* [AIM OF THE TASK]: Provide only the number of lines below in which the string "VirtualMachineInstanceStatus" occurs.

----- ENTRIES PROVIDED

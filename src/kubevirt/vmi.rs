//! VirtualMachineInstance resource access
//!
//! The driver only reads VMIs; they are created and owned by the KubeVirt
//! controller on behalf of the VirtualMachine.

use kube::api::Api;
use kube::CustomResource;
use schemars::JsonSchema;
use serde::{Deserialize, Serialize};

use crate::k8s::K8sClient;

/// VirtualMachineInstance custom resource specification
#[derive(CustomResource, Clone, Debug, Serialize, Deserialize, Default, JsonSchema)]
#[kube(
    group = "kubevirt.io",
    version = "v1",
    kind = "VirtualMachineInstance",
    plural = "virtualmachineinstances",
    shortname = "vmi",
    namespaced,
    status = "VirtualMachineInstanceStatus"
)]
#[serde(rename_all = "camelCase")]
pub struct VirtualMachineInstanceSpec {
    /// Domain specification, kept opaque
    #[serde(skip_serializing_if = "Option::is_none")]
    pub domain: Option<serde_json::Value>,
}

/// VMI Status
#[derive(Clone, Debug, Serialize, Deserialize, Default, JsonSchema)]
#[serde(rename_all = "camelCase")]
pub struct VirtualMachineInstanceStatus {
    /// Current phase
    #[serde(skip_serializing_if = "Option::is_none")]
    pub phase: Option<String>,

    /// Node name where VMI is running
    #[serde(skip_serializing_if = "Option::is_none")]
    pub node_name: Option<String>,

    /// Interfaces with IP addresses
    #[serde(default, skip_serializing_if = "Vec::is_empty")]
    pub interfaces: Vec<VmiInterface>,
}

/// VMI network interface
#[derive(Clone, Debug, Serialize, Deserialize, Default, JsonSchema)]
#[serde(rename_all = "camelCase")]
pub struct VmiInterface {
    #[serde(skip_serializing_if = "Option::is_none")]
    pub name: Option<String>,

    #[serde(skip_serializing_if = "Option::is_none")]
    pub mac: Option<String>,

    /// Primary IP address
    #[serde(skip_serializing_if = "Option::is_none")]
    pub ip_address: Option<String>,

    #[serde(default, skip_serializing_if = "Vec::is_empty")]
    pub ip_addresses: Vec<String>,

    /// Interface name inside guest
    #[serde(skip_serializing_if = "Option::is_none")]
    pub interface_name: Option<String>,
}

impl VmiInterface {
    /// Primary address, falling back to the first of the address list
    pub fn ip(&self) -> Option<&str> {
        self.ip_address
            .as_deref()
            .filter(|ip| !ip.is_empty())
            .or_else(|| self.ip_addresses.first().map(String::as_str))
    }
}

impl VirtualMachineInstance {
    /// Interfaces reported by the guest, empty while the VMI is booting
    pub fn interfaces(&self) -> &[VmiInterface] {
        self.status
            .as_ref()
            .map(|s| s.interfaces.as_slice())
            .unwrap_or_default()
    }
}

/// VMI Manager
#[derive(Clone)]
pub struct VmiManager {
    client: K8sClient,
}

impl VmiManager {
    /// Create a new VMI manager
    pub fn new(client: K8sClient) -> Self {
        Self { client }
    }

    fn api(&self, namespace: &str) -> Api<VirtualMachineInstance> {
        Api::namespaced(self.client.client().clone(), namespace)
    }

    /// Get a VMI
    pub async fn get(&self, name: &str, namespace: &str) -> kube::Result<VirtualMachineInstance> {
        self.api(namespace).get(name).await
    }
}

----------

* [TASK SOLUTION]: 2